Dossier : IMM-2448-20

Référence : 2022 CF 1055

[TRADUCTION FRANÇAISE]

Ottawa (Ontario), le 18 juillet 2022

En présence de monsieur le juge Bell

ENTRE :

KIRITHARAN KUMARAKULASOORIYAN

demandeur

et

LE MINISTRE DE LA CITOYENNETÉ

ET DE L’IMMIGRATION

défendeur

JUGEMENT ET MOTIFS

I. Nature de l’affaire

[1] Monsieur Kiritharan Kumarakulasooriyan (le demandeur) sollicite le contrôle judiciaire au titre du paragraphe 72(1) de la Loi sur l’immigration et la protection des réfugiés, LC 2001, c 27 [la LIPR] d’une décision d’une agente principale d’immigration (l’agente) rendue le 30 avril 2020. L’agente a rejeté sa demande de résidence permanente fondée sur des considérations d’ordre humanitaire en application du paragraphe 25(1) de la LIPR.

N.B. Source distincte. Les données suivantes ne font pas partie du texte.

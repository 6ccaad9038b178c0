//! Resolved traits attached to formatting objects.
//!
//! Property parsing and inheritance happen upstream; layout only ever sees
//! these fully computed values.

use serde::{Deserialize, Serialize};

use crate::min_opt_max::{Length, MinOptMax};

/// 8-bit sRGB color.
#[derive(Clone, Copy, Debug, Default, PartialEq, Eq, Hash, Serialize, Deserialize)]
pub struct Color {
    pub r: u8,
    pub g: u8,
    pub b: u8,
}

impl Color {
    pub const BLACK: Self = Self { r: 0, g: 0, b: 0 };
    pub const WHITE: Self = Self {
        r: 255,
        g: 255,
        b: 255,
    };

    pub const fn rgb(r: u8, g: u8, b: u8) -> Self {
        Self { r, g, b }
    }
}

/// Font selection handed to the font-metrics provider.
#[derive(Clone, Debug, PartialEq, Eq, Hash, Serialize, Deserialize)]
pub struct FontState {
    /// Resolved family name.
    pub family: String,
    /// Font size in millipoints.
    pub size: Length,
    /// CSS-style numeric weight.
    pub weight: u16,
    pub italic: bool,
}

impl Default for FontState {
    fn default() -> Self {
        Self {
            family: "serif".to_string(),
            size: 12_000,
            weight: 400,
            italic: false,
        }
    }
}

impl FontState {
    /// Font state for a family and size.
    pub fn new(family: impl Into<String>, size: Length) -> Self {
        Self {
            family: family.into(),
            size,
            ..Self::default()
        }
    }
}

/// Linefeed handling for text content.
#[derive(Clone, Copy, Debug, Default, PartialEq, Eq)]
pub enum LinefeedTreatment {
    /// Linefeeds are forced line terminators.
    Preserve,
    /// Linefeeds behave like a space.
    #[default]
    TreatAsSpace,
    /// Linefeeds are dropped.
    Ignore,
}

/// Inline alignment of lines within a block.
#[derive(Clone, Copy, Debug, Default, PartialEq, Eq)]
pub enum TextAlign {
    #[default]
    Start,
    Center,
    End,
    Justify,
}

/// Traits for a run of text and for other inline leaves.
#[derive(Clone, Debug, PartialEq)]
pub struct TextTraits {
    pub font: FontState,
    pub color: Color,
    /// Lines may wrap at break opportunities.
    pub wrap: bool,
    /// Extra elastic space added to each inter-word space.
    ///
    /// `None` means "normal": the text engine derives elasticity from the
    /// space glyph width.
    pub word_spacing: Option<MinOptMax>,
    /// Extra space after every glyph.
    pub letter_spacing: Length,
    /// Automatic hyphenation allowed for this run.
    pub hyphenate: bool,
    /// Minimum number of characters left before a hyphen.
    pub hyphenation_push_char_count: usize,
    /// Minimum number of characters carried after a hyphen.
    pub hyphenation_remain_char_count: usize,
    pub linefeed_treatment: LinefeedTreatment,
    pub white_space_collapse: bool,
}

impl Default for TextTraits {
    fn default() -> Self {
        Self {
            font: FontState::default(),
            color: Color::BLACK,
            wrap: true,
            word_spacing: None,
            letter_spacing: 0,
            hyphenate: false,
            hyphenation_push_char_count: 2,
            hyphenation_remain_char_count: 2,
            linefeed_treatment: LinefeedTreatment::default(),
            white_space_collapse: true,
        }
    }
}

/// Space before or after a block.
#[derive(Clone, Copy, Debug, PartialEq, Eq)]
pub struct SpaceSpec {
    pub space: MinOptMax,
    /// Discarded at the leading/trailing edge of a reference area.
    pub conditional: bool,
}

impl Default for SpaceSpec {
    fn default() -> Self {
        Self {
            space: MinOptMax::ZERO,
            conditional: true,
        }
    }
}

impl SpaceSpec {
    pub fn fixed(length: Length) -> Self {
        Self {
            space: MinOptMax::fixed(length),
            conditional: true,
        }
    }

    /// Space that survives area boundaries.
    pub fn retained(self) -> Self {
        Self {
            conditional: false,
            ..self
        }
    }
}

#[derive(Clone, Copy, Debug, Default, PartialEq, Eq, Serialize, Deserialize)]
pub enum BorderStyle {
    #[default]
    None,
    Solid,
    Dashed,
    Dotted,
    Double,
}

/// One border edge.
#[derive(Clone, Copy, Debug, Default, PartialEq, Eq, Serialize, Deserialize)]
pub struct BorderSide {
    pub width: Length,
    pub style: BorderStyle,
    pub color: Color,
}

impl BorderSide {
    pub fn solid(width: Length) -> Self {
        Self {
            width,
            style: BorderStyle::Solid,
            color: Color::BLACK,
        }
    }

    /// Width that actually occupies space.
    pub fn effective_width(&self) -> Length {
        if self.style == BorderStyle::None {
            0
        } else {
            self.width
        }
    }
}

/// Borders and padding in writing-mode relative directions.
#[derive(Clone, Copy, Debug, Default, PartialEq, Eq, Serialize, Deserialize)]
pub struct BorderAndPadding {
    pub border_before: BorderSide,
    pub border_after: BorderSide,
    pub border_start: BorderSide,
    pub border_end: BorderSide,
    pub padding_before: Length,
    pub padding_after: Length,
    pub padding_start: Length,
    pub padding_end: Length,
}

impl BorderAndPadding {
    /// Uniform border and padding on every side.
    pub fn uniform(border: BorderSide, padding: Length) -> Self {
        Self {
            border_before: border,
            border_after: border,
            border_start: border,
            border_end: border,
            padding_before: padding,
            padding_after: padding,
            padding_start: padding,
            padding_end: padding,
        }
    }

    pub fn before(&self) -> Length {
        self.border_before.effective_width() + self.padding_before
    }

    pub fn after(&self) -> Length {
        self.border_after.effective_width() + self.padding_after
    }

    pub fn start(&self) -> Length {
        self.border_start.effective_width() + self.padding_start
    }

    pub fn end(&self) -> Length {
        self.border_end.effective_width() + self.padding_end
    }
}

/// Forced break class for `break-before` / `break-after`.
#[derive(Clone, Copy, Debug, Default, PartialEq, Eq, Hash)]
pub enum BreakClass {
    #[default]
    Auto,
    Column,
    Page,
    EvenPage,
    OddPage,
}

impl BreakClass {
    pub fn is_forced(self) -> bool {
        !matches!(self, Self::Auto)
    }
}

/// Traits for block-level formatting objects.
#[derive(Clone, Debug, PartialEq)]
pub struct BlockTraits {
    pub space_before: SpaceSpec,
    pub space_after: SpaceSpec,
    pub start_indent: Length,
    pub end_indent: Length,
    pub border: BorderAndPadding,
    pub background: Option<Color>,
    pub break_before: BreakClass,
    pub break_after: BreakClass,
    pub text_align: TextAlign,
    /// Alignment of the last line; `None` follows `text_align` except that
    /// justified blocks end with a start-aligned line.
    pub text_align_last: Option<TextAlign>,
    pub text_indent: Length,
    /// Minimum height of each line.
    pub line_height: Length,
}

impl Default for BlockTraits {
    fn default() -> Self {
        Self {
            space_before: SpaceSpec::default(),
            space_after: SpaceSpec::default(),
            start_indent: 0,
            end_indent: 0,
            border: BorderAndPadding::default(),
            background: None,
            break_before: BreakClass::Auto,
            break_after: BreakClass::Auto,
            text_align: TextAlign::Start,
            text_align_last: None,
            text_indent: 0,
            line_height: 14_400,
        }
    }
}

impl BlockTraits {
    /// Alignment used for the final line of a paragraph.
    pub fn last_line_align(&self) -> TextAlign {
        match self.text_align_last {
            Some(align) => align,
            None if self.text_align == TextAlign::Justify => TextAlign::Start,
            None => self.text_align,
        }
    }
}

#[derive(Clone, Copy, Debug, Default, PartialEq, Eq)]
pub enum AbsolutePosition {
    #[default]
    Auto,
    Absolute,
    Fixed,
}

/// Treatment of content exceeding a container's rectangle.
#[derive(Clone, Copy, Debug, Default, PartialEq, Eq)]
pub enum Overflow {
    #[default]
    Visible,
    Hidden,
    ErrorIfOverflow,
}

/// Traits for `block-container`.
#[derive(Clone, Debug, Default, PartialEq)]
pub struct ContainerTraits {
    pub block: BlockTraits,
    pub position: AbsolutePosition,
    /// Offset from the containing region's top edge.
    pub top: Length,
    /// Offset from the containing region's left edge.
    pub left: Length,
    pub width: Option<Length>,
    pub height: Option<Length>,
    pub overflow: Overflow,
}

impl ContainerTraits {
    pub fn is_absolute(&self) -> bool {
        !matches!(self.position, AbsolutePosition::Auto)
    }
}

/// Traits for `list-block`.
#[derive(Clone, Debug, PartialEq)]
pub struct ListTraits {
    pub block: BlockTraits,
    /// Distance from the item's start edge to the body's start edge.
    pub provisional_distance_between_starts: Length,
    /// Gap between the end of the label and the start of the body.
    pub provisional_label_separation: Length,
}

impl Default for ListTraits {
    fn default() -> Self {
        Self {
            block: BlockTraits::default(),
            provisional_distance_between_starts: 24_000,
            provisional_label_separation: 6_000,
        }
    }
}

/// Column width declaration for a table.
#[derive(Clone, Copy, Debug, PartialEq, Eq)]
pub enum ColumnWidth {
    Fixed(Length),
    /// Share of the width left after fixed columns.
    Proportional(u32),
}

/// Traits for `table`.
#[derive(Clone, Debug, Default, PartialEq)]
pub struct TableTraits {
    pub block: BlockTraits,
    /// Declared columns; empty means one proportional column per cell of the
    /// widest row.
    pub columns: Vec<ColumnWidth>,
}

/// Traits for `table-cell`.
#[derive(Clone, Debug, PartialEq)]
pub struct CellTraits {
    pub border: BorderAndPadding,
    pub background: Option<Color>,
    pub columns_spanned: u32,
}

impl Default for CellTraits {
    fn default() -> Self {
        Self {
            border: BorderAndPadding::default(),
            background: None,
            columns_spanned: 1,
        }
    }
}

/// Traits for `external-graphic`; the content size is already resolved.
#[derive(Clone, Debug, Default, PartialEq, Eq)]
pub struct GraphicTraits {
    pub src: String,
    pub width: Length,
    pub height: Length,
}

#[derive(Clone, Copy, Debug, Default, PartialEq, Eq, Serialize, Deserialize)]
pub enum LeaderPattern {
    #[default]
    Space,
    Rule {
        thickness: Length,
    },
    Dots,
}

/// Traits for `leader`.
#[derive(Clone, Debug, PartialEq)]
pub struct LeaderTraits {
    pub length: MinOptMax,
    pub pattern: LeaderPattern,
    pub text: TextTraits,
}

impl Default for LeaderTraits {
    fn default() -> Self {
        Self {
            length: MinOptMax::new(0, 12_000, Length::MAX / 4),
            pattern: LeaderPattern::Space,
            text: TextTraits::default(),
        }
    }
}

/// Padding policy at the end of a page sequence.
#[derive(Clone, Copy, Debug, Default, PartialEq, Eq)]
pub enum ForcePageCount {
    #[default]
    NoForce,
    Even,
    Odd,
    EndOnEven,
    EndOnOdd,
}

/// Traits for `page-sequence`.
#[derive(Clone, Debug, PartialEq, Eq)]
pub struct PageSequenceTraits {
    /// Simple page master or page-sequence-master name.
    pub master_reference: String,
    pub initial_page_number: Option<u32>,
    /// Page number format token (`1`, `01`, `i`, `I`, `a`, `A`).
    pub format: String,
    pub force_page_count: ForcePageCount,
}

impl PageSequenceTraits {
    pub fn new(master_reference: impl Into<String>) -> Self {
        Self {
            master_reference: master_reference.into(),
            initial_page_number: None,
            format: "1".to_string(),
            force_page_count: ForcePageCount::NoForce,
        }
    }
}
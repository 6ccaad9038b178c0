//! Layout-manager arena and the protocol shared by every manager kind.
//!
//! Managers live in one `Vec` owned by [`Layouter`] and refer to each other by
//! [`ManagerId`]. A [`Position`] is a `(manager, record index)` pair resolved
//! through that table. Dispatch is a `match` over [`ManagerKind`]; while a
//! manager runs, its state is checked out of the arena so it can recurse into
//! its children through `&mut self`.

use std::collections::HashMap;

use fo_stream::{BreakClass, FoNodeId, FoTree, TextRunId};
use smallvec::SmallVec;

use crate::area::BlockLevel;
use crate::context::{stronger_break, BreakPoss, LayoutContext, ManagerId, Position};
use crate::engine::{emit_diagnostic, DiagnosticSink, LayoutConfig, LayoutDiagnostic};
use crate::fonts::{FontMetrics, Hyphenator};
use crate::leaf::LeafState;
use crate::line::{InlineSink, LineState};
use crate::stack::{AtomicState, ParallelState, StackState};
use crate::text::{TextEnv, TextState};

/// Destination of `add_areas`.
pub(crate) enum AreaSink<'s> {
    /// Block-level areas appended to the parent's child list.
    Blocks(&'s mut Vec<BlockLevel>),
    /// Inline areas appended to the line being built.
    Inline(&'s mut InlineSink),
}

impl AreaSink<'_> {
    pub fn push_block(&mut self, area: BlockLevel) {
        match self {
            Self::Blocks(blocks) => blocks.push(area),
            Self::Inline(_) => log::warn!("block-level area dropped inside a line"),
        }
    }
}

/// State of one manager, by kind.
pub(crate) enum ManagerKind {
    /// Stacks children in block progression.
    Stack(StackState),
    /// Lays children out side by side (list items, table rows).
    Parallel(ParallelState),
    /// Unbreakable container with its own rectangle.
    Atomic(AtomicState),
    /// Assembles inline children into lines.
    Line(LineState),
    Text { run: TextRunId, state: TextState },
    Leaf(LeafState),
    /// Placeholder while the state is checked out.
    Vacant,
}

pub(crate) struct Manager {
    pub node: Option<FoNodeId>,
    /// `id` trait registered for citations on first materialization.
    pub id: Option<String>,
    pub kind: ManagerKind,
    pub children: SmallVec<[ManagerId; 4]>,
    pub finished: bool,
    /// Touched since the last full reset.
    pub dirty: bool,
    /// Records below this index have produced areas.
    pub materialized: usize,
    pub break_before: BreakClass,
    pub break_after: BreakClass,
    /// `break_before` was already honoured in the current pass.
    pub break_satisfied: bool,
}

impl Manager {
    pub fn new(node: Option<FoNodeId>, kind: ManagerKind) -> Self {
        Self {
            node,
            id: None,
            kind,
            children: SmallVec::new(),
            finished: false,
            dirty: false,
            materialized: 0,
            break_before: BreakClass::Auto,
            break_after: BreakClass::Auto,
            break_satisfied: false,
        }
    }

    pub fn with_breaks(mut self, before: BreakClass, after: BreakClass) -> Self {
        self.break_before = before;
        self.break_after = after;
        self
    }

    pub fn with_id(mut self, id: Option<String>) -> Self {
        self.id = id;
        self
    }
}

/// Page being filled, as seen by managers that print page numbers.
#[derive(Clone, Debug, Default)]
pub(crate) struct PageInfo {
    pub number: u32,
    pub number_text: String,
}

/// Formatted page number of every materialized `id`.
///
/// The first materialization wins; later fragments of the same object do not
/// move the citation target.
#[derive(Clone, Debug, Default)]
pub(crate) struct CitationRegistry {
    pages: HashMap<String, String>,
}

impl CitationRegistry {
    pub fn register(&mut self, id: &str, page_text: &str) -> bool {
        if self.pages.contains_key(id) {
            return false;
        }
        self.pages.insert(id.to_string(), page_text.to_string());
        true
    }

    pub fn lookup(&self, id: &str) -> Option<&str> {
        self.pages.get(id).map(String::as_str)
    }

    pub fn len(&self) -> usize {
        self.pages.len()
    }
}

/// Collaborators and settings shared by every manager.
pub(crate) struct LayoutEnv<'e> {
    pub cfg: LayoutConfig,
    pub metrics: &'e dyn FontMetrics,
    pub hyphenator: &'e dyn Hyphenator,
    pub diagnostics: &'e DiagnosticSink,
}

/// Owner of the manager arena for one document.
pub(crate) struct Layouter<'a> {
    pub tree: &'a FoTree,
    pub env: LayoutEnv<'a>,
    managers: Vec<Manager>,
    pub page: PageInfo,
    pub registry: CitationRegistry,
}

impl<'a> Layouter<'a> {
    pub fn new(tree: &'a FoTree, env: LayoutEnv<'a>) -> Self {
        Self {
            tree,
            env,
            managers: Vec::new(),
            page: PageInfo::default(),
            registry: CitationRegistry::default(),
        }
    }

    /// Drop every manager; ids handed out earlier become invalid.
    pub fn clear_managers(&mut self) {
        self.managers.clear();
    }

    pub fn manager_count(&self) -> usize {
        self.managers.len()
    }

    pub fn push(&mut self, manager: Manager) -> ManagerId {
        let id = ManagerId(self.managers.len() as u32);
        self.managers.push(manager);
        id
    }

    pub fn add_child(&mut self, parent: ManagerId, child: ManagerId) {
        self.managers[parent.index()].children.push(child);
    }

    pub fn manager(&self, id: ManagerId) -> &Manager {
        &self.managers[id.index()]
    }

    pub fn manager_mut(&mut self, id: ManagerId) -> &mut Manager {
        &mut self.managers[id.index()]
    }

    pub fn child_of(&self, id: ManagerId, index: usize) -> Option<ManagerId> {
        self.managers[id.index()].children.get(index).copied()
    }

    pub fn set_page(&mut self, number: u32, number_text: String) {
        self.page = PageInfo {
            number,
            number_text,
        };
    }

    pub fn diagnose(&self, diagnostic: LayoutDiagnostic) {
        emit_diagnostic(self.env.diagnostics, diagnostic);
    }

    pub fn text_env(&self) -> TextEnv<'a> {
        TextEnv {
            metrics: self.env.metrics,
            hyphenator: self.env.hyphenator,
            hyphenation_enabled: self.env.cfg.hyphenation_enabled,
            hyphen_char: self.env.cfg.hyphen_char,
        }
    }

    fn checkout(&mut self, id: ManagerId) -> ManagerKind {
        std::mem::replace(&mut self.managers[id.index()].kind, ManagerKind::Vacant)
    }

    fn checkin(&mut self, id: ManagerId, kind: ManagerKind) {
        self.managers[id.index()].kind = kind;
    }

    /// Next break possibility of `id`, or `None` once it is finished.
    pub fn next_break(&mut self, id: ManagerId, ctx: &LayoutContext) -> Option<BreakPoss> {
        if self.managers[id.index()].finished {
            return None;
        }
        self.managers[id.index()].dirty = true;
        let mut kind = self.checkout(id);
        let bp = match &mut kind {
            ManagerKind::Stack(st) => self.stack_next_break(id, st, ctx),
            ManagerKind::Parallel(st) => self.parallel_next_break(id, st, ctx),
            ManagerKind::Atomic(st) => self.atomic_next_break(id, st, ctx),
            ManagerKind::Line(st) => self.line_next_break(id, st, ctx),
            ManagerKind::Text { run, state } => {
                let run = self.tree.run(*run);
                let env = self.text_env();
                let bp = state.next_break(id, &run.text, &run.traits, ctx, &env);
                if bp.is_none() {
                    self.managers[id.index()].finished = true;
                }
                bp
            }
            ManagerKind::Leaf(st) => self.leaf_next_break(id, st, ctx),
            ManagerKind::Vacant => None,
        };
        self.checkin(id, kind);
        bp
    }

    /// Materialize records `from..=to` of `id` into `sink`.
    pub fn add_areas(&mut self, id: ManagerId, from: usize, to: usize, mut sink: AreaSink<'_>) {
        if self.generates_inline_areas(id) && matches!(sink, AreaSink::Blocks(_)) {
            log::warn!("inline manager {:?} materialized outside a line", id);
            return;
        }
        let (from, first_time) = {
            let m = &mut self.managers[id.index()];
            if to < m.materialized {
                log::warn!(
                    "records {}..={} of manager {:?} were already materialized",
                    from,
                    to,
                    id
                );
                return;
            }
            let first_time = m.materialized == 0;
            let from = from.max(m.materialized);
            m.materialized = to + 1;
            (from, first_time)
        };
        if first_time {
            if let Some(target) = self.managers[id.index()].id.clone() {
                if self.registry.register(&target, &self.page.number_text) {
                    log::trace!("id '{}' placed on page {}", target, self.page.number_text);
                }
            }
        }
        let kind = self.checkout(id);
        match &kind {
            ManagerKind::Stack(st) => self.stack_add_areas(id, st, from, to, &mut sink),
            ManagerKind::Parallel(st) => self.parallel_add_areas(id, st, from, to, &mut sink),
            ManagerKind::Atomic(st) => self.atomic_add_areas(id, st, &mut sink),
            ManagerKind::Line(st) => self.line_add_areas(st, from, to, &mut sink),
            ManagerKind::Text { run, state } => {
                let run = self.tree.run(*run);
                if let AreaSink::Inline(inline) = &mut sink {
                    state.add_areas(id, from, to, &run.text, &run.traits, inline);
                }
            }
            ManagerKind::Leaf(st) => self.leaf_add_areas(id, st, &mut sink),
            ManagerKind::Vacant => {}
        }
        self.checkin(id, kind);
    }

    /// Discard records after `pos`; `None` restarts from the first child.
    pub fn reset(&mut self, id: ManagerId, pos: Option<Position>) {
        let index = pos.filter(|p| p.lm == id).map(|p| p.index);
        {
            let m = &mut self.managers[id.index()];
            m.finished = false;
            match index {
                Some(k) => m.materialized = m.materialized.min(k + 1),
                None => {
                    m.materialized = 0;
                    m.dirty = false;
                    m.break_satisfied = false;
                }
            }
        }
        let mut kind = self.checkout(id);
        match &mut kind {
            ManagerKind::Stack(st) => self.stack_reset(id, st, index),
            ManagerKind::Parallel(st) => self.parallel_reset(id, st, index),
            ManagerKind::Atomic(st) => self.atomic_reset(id, st, index),
            ManagerKind::Line(st) => self.line_reset(id, st, index),
            ManagerKind::Text { state, .. } => state.reset(index),
            ManagerKind::Leaf(st) => self.leaf_reset(id, st, index),
            ManagerKind::Vacant => {}
        }
        self.checkin(id, kind);
    }

    /// Drop the most recent record of `id`.
    pub fn rewind(&mut self, id: ManagerId) {
        let count = self.record_count(id);
        if count >= 2 {
            self.reset(id, Some(Position::new(id, count - 2)));
        } else {
            self.reset(id, None);
        }
    }

    fn record_count(&self, id: ManagerId) -> usize {
        match &self.managers[id.index()].kind {
            ManagerKind::Stack(st) => st.record_count(),
            ManagerKind::Parallel(st) => st.record_count(),
            ManagerKind::Atomic(st) => st.record_count(),
            ManagerKind::Line(st) => st.record_count(),
            ManagerKind::Text { state, .. } => state.records.len(),
            ManagerKind::Leaf(st) => st.record_count(),
            ManagerKind::Vacant => 0,
        }
    }

    /// Reset children from index `child` on: that child back to `last_pos`,
    /// later ones (if touched) to their start.
    pub fn reset_children_from(&mut self, id: ManagerId, child: usize, last_pos: Option<Position>) {
        let children = self.managers[id.index()].children.clone();
        for (i, c) in children.iter().enumerate().skip(child) {
            if i == child {
                if let Some(p) = last_pos {
                    self.reset(*c, Some(p));
                    continue;
                }
            }
            let m = &self.managers[c.index()];
            if m.dirty || m.break_satisfied {
                self.reset(*c, None);
            }
        }
    }

    pub fn is_finished(&self, id: ManagerId) -> bool {
        self.managers[id.index()].finished
    }

    pub fn generates_inline_areas(&self, id: ManagerId) -> bool {
        matches!(
            self.managers[id.index()].kind,
            ManagerKind::Text { .. } | ManagerKind::Leaf(_)
        )
    }

    pub fn is_text(&self, id: ManagerId) -> bool {
        matches!(self.managers[id.index()].kind, ManagerKind::Text { .. })
    }

    /// Forced break class waiting at the start of the content `id` will lay
    /// out next.
    pub fn pending_break_before(&self, id: ManagerId) -> BreakClass {
        let m = &self.managers[id.index()];
        let ManagerKind::Stack(st) = &m.kind else {
            return BreakClass::Auto;
        };
        let Some(child) = m.children.get(st.current_child()).copied() else {
            return BreakClass::Auto;
        };
        let cm = &self.managers[child.index()];
        let own = if !st.current_started() && cm.break_before.is_forced() && !cm.break_satisfied {
            cm.break_before
        } else {
            BreakClass::Auto
        };
        stronger_break(own, self.pending_break_before(child))
    }

    /// Mark the record at `pos` as ending an area, so its conditional
    /// trailing space is dropped when it is materialized.
    pub fn discard_trailing(&mut self, pos: Position) {
        let next = match &mut self.managers[pos.lm.index()].kind {
            ManagerKind::Stack(st) => st.discard_trailing(pos.index),
            ManagerKind::Parallel(st) => st.discard_trailing(pos.index),
            _ => None,
        };
        if let Some(next) = next {
            self.discard_trailing(next);
        }
    }
}

/// Group positions into runs of consecutive records of one manager.
pub(crate) fn position_runs<I>(positions: I) -> SmallVec<[(ManagerId, usize, usize); 4]>
where
    I: IntoIterator<Item = Position>,
{
    let mut runs: SmallVec<[(ManagerId, usize, usize); 4]> = SmallVec::new();
    for pos in positions {
        match runs.last_mut() {
            Some((lm, _, to)) if *lm == pos.lm && *to + 1 == pos.index => *to = pos.index,
            _ => runs.push((pos.lm, pos.index, pos.index)),
        }
    }
    runs
}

[2] Pour les motifs exposés ci-dessous, j’accueille la demande de contrôle judiciaire.

II. Faits pertinents

[3] Étant donné que j’ai conclu que la demande de contrôle judiciaire devra être accueillie en raison du fait que l’agente n’a pas tenu d’audience, je limiterai mon exposé des faits aux éléments liés à cette question, et j’ajouterai quelques faits supplémentaires à des fins contextuelles.

[4] Le demandeur est un homme tamoul de 31 ans originaire du Nord du Sri Lanka.

[5] Le demandeur a fui son pays natal, le Sri Lanka, à la suite de divers incidents survenus alors qu’il était âgé d’environ 20 ans. Après avoir voyagé dans plusieurs pays, il est finalement arrivé au Canada en 2011, où il a présenté une demande d’asile. En mai 2012, la demande a été rejetée. En outre, la Cour a rejeté sa demande ultérieure d’autorisation et de contrôle judiciaire de la décision.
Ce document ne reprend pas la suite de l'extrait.